Shares of Steel Authority of India Ltd. (SAIL) have been declining for the past 3 weeks as this Maharatna PSU has lost over 8% of its value in August alone!!

 

SAIL, one of India’s largest steel manufacturers, was performing fairly well by the end of 2022. It grew over 24% in early 2023 as China was coming out of its strict COVID policies and the Chinese government was stepping up to support the country’s real estate sector. This was a positive for the metals sector, especially India since it is the largest exporter of steel to China. Declining prices of coking coal and rollback of steel export duties assisted the rally.

However, the upward momentum was lost in the latter part of January 2023 as both SAIL and the Nifty Metals index tanked. By the end of February 2023, the Nifty Metals index had fallen over 23% while SAIL was down over 5%. This decline came due to recession fears in major economies, weaker demand, and poor financial results.

These factors, coupled with the strengthening of the Dollar, pressured metal stocks till May 2023. The recurring rate hikes made debt more expensive for metal companies as poor demand weighed on these stocks. Poor demand kept SAIL range-bound for June 2023, as buyers or sellers could not take the stock beyond its range of Rs 80-85 per share.

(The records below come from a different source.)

//! The transport capability the Reader/Writer speak against:
//! `{ read, write_scatter, shutdown }`. Cleartext is a passthrough over
//! `TcpStream`; TLS wraps the same stream in a `tokio-rustls` session.
//! Neither `Reader` nor `Writer` branch on which one is in use — this
//! is the "double-dispatch on polymorphic transport" redesign from
//! spec.md §9 applied literally.
//!
//! The C core pumps an explicit BIO pair and tracks
//! `(current_buf_index, bytes_written_in_current_buf)` by hand because
//! its I/O is callback-driven. Under `async`/`.await` the equivalent
//! state is just the local variables of [`write_scatter`] below: a
//! suspended `.await` keeps them alive exactly as the manual state
//! fields did, which is why no separate resume bookkeeping is needed
//! here (documented as a deliberate simplification in DESIGN.md).

use std::io;
use std::net::SocketAddr;

use tokio::io::{AsyncReadExt, AsyncWriteExt};
use tokio::net::TcpStream;
use tokio_rustls::{client, server, TlsAcceptor, TlsConnector};

use crate::error::{ChirpError, Result};
use crate::tls::TlsEnv;

pub enum Transport {
    Plain(TcpStream),
    TlsServer(Box<server::TlsStream<TcpStream>>),
    TlsClient(Box<client::TlsStream<TcpStream>>),
}

impl Transport {
    pub fn plain(stream: TcpStream) -> Self {
        Transport::Plain(stream)
    }

    pub async fn accept_tls(stream: TcpStream, env: &TlsEnv) -> Result<Transport> {
        let acceptor = TlsAcceptor::from(env.server.clone());
        let tls = acceptor
            .accept(stream)
            .await
            .map_err(|e| ChirpError::TlsError(e.to_string()))?;
        Ok(Transport::TlsServer(Box::new(tls)))
    }

    pub async fn connect_tls(
        stream: TcpStream,
        env: &TlsEnv,
        domain: &str,
    ) -> Result<Transport> {
        let connector = TlsConnector::from(env.client.clone());
        let dns_name = webpki::DNSNameRef::try_from_ascii_str(domain)
            .map_err(|_| ChirpError::TlsError(format!("invalid TLS server name {}", domain)))?;
        let tls = connector
            .connect(dns_name, stream)
            .await
            .map_err(|e| ChirpError::TlsError(e.to_string()))?;
        Ok(Transport::TlsClient(Box::new(tls)))
    }

    pub fn peer_addr(&self) -> io::Result<SocketAddr> {
        match self {
            Transport::Plain(s) => s.peer_addr(),
            Transport::TlsServer(s) => s.get_ref().0.peer_addr(),
            Transport::TlsClient(s) => s.get_ref().0.peer_addr(),
        }
    }

    pub fn is_encrypted(&self) -> bool {
        !matches!(self, Transport::Plain(_))
    }

    /// Read whatever is immediately available into `buf`. `Ok(0)` means
    /// the peer closed the stream.
    pub async fn read(&mut self, buf: &mut [u8]) -> io::Result<usize> {
        match self {
            Transport::Plain(s) => s.read(buf).await,
            Transport::TlsServer(s) => s.read(buf).await,
            Transport::TlsClient(s) => s.read(buf).await,
        }
    }

    /// Write three buffers back to back, looping on partial writes.
    /// `header`/`data` may be empty.
    pub async fn write_scatter(
        &mut self,
        wire_header: &[u8],
        header: &[u8],
        data: &[u8],
    ) -> io::Result<()> {
        for buf in [wire_header, header, data].iter() {
            let mut written = 0;
            while written < buf.len() {
                let n = self.write(&buf[written..]).await?;
                if n == 0 {
                    return Err(io::Error::new(
                        io::ErrorKind::WriteZero,
                        "transport accepted zero bytes",
                    ));
                }
                written += n;
            }
        }
        self.flush().await
    }

    async fn write(&mut self, buf: &[u8]) -> io::Result<usize> {
        match self {
            Transport::Plain(s) => s.write(buf).await,
            Transport::TlsServer(s) => s.write(buf).await,
            Transport::TlsClient(s) => s.write(buf).await,
        }
    }

    async fn flush(&mut self) -> io::Result<()> {
        match self {
            Transport::Plain(s) => s.flush().await,
            Transport::TlsServer(s) => s.flush().await,
            Transport::TlsClient(s) => s.flush().await,
        }
    }

    pub async fn shutdown(&mut self) -> io::Result<()> {
        match self {
            Transport::Plain(s) => AsyncWriteExt::shutdown(s).await,
            Transport::TlsServer(s) => AsyncWriteExt::shutdown(s).await,
            Transport::TlsClient(s) => AsyncWriteExt::shutdown(s).await,
        }
    }

    pub fn set_nodelay(&self, on: bool) -> io::Result<()> {
        match self {
            Transport::Plain(s) => s.set_nodelay(on),
            Transport::TlsServer(s) => s.get_ref().0.set_nodelay(on),
            Transport::TlsClient(s) => s.get_ref().0.set_nodelay(on),
        }
    }
}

The metals index saw a surge in the latter part of May 2023 as buying picked up and the index began moving upwards as India’s metal stocks were underperforming when compared to global stocks which resulted in buying pressure. SAIL saw an uptick in buyers around mid-June when the Chinese government announced a surprise rate cut to support economic recovery. 

SAIL’s share grew throughout the period as it reached a 15-month high of Rs 96.15 per share on 1st August 2023. SAIL surged around 13% in 1.5 months as China’s bid to support economic recovery fuelled buying in the stock and helped it breach 4 resistance levels! 

 

However, the stock registered a sharp decline on the very next day as the Nifty Metals Index tanked over 2%! Strengthening in the dollar and a sharp fall in the prices of non-ferrous metals on the London Metal Exchange (LME) resulted in a downward pressure. Sentiments were subdued for the next few sessions but there was no definite sign of reversal in its uptrend.

However, in mid-August 2023, SAIL announced its Q1FY24 results which resulted in the stock wiping out over 6% of its value in a single week! All major metal stocks reported a significant decline in profits as higher input costs eroded the company’s bottom line and the Nifty Metals Index also fell over 3%.

What’s the future outlook??

Fundamentally, the company’s latest performance was poor. Revenues saw a marginal growth of 1.3% YoY as 5 of its steel plants reported lower revenues annually. Expenses surged 5.6% YoY due to higher financing and depreciation costs. Due to exceptional one-time gains, such as the sale of old fixed assets, the company managed to report a profit of Rs 212.48 crores, down 74% annually and 82% sequentially.

 

Technically, Trading below 5,20,50,100 but close to the 200-day average. With the RSI at 38.01, the stock is close to its oversold zone, which could incite buying pressure in the coming sessions. Buyers tried to push the stock past its resistance at Rs 86.95 [marked in blue], but sellers pushed the stock back down as SAIL appears to be trapped in a range between Rs 84-87.

The Metals demand is currently subdued in all major economies. China, which accounts for almost 50% of steel trade, is going through a bad phase as its real estate is in trouble due to the troubles of the Evergrand Group, its second-largest real estate developer. 

With recession fears hanging over both the UK and the US, there isn’t much demand on a global scale. Local demand is expected to remain robust due to the Indian government’s push for infrastructure, but demand is expected to remain weak on a global scale. 

Therefore, the stock of SAIL is expected to be range-bound for the coming sessions as any move in either direction would be on account of changes in global trade such as the easing of export duties, announcement of a stimulus package by the Chinese government, etc. as such news would be able to effectively break the deadlock of buyers and sellers.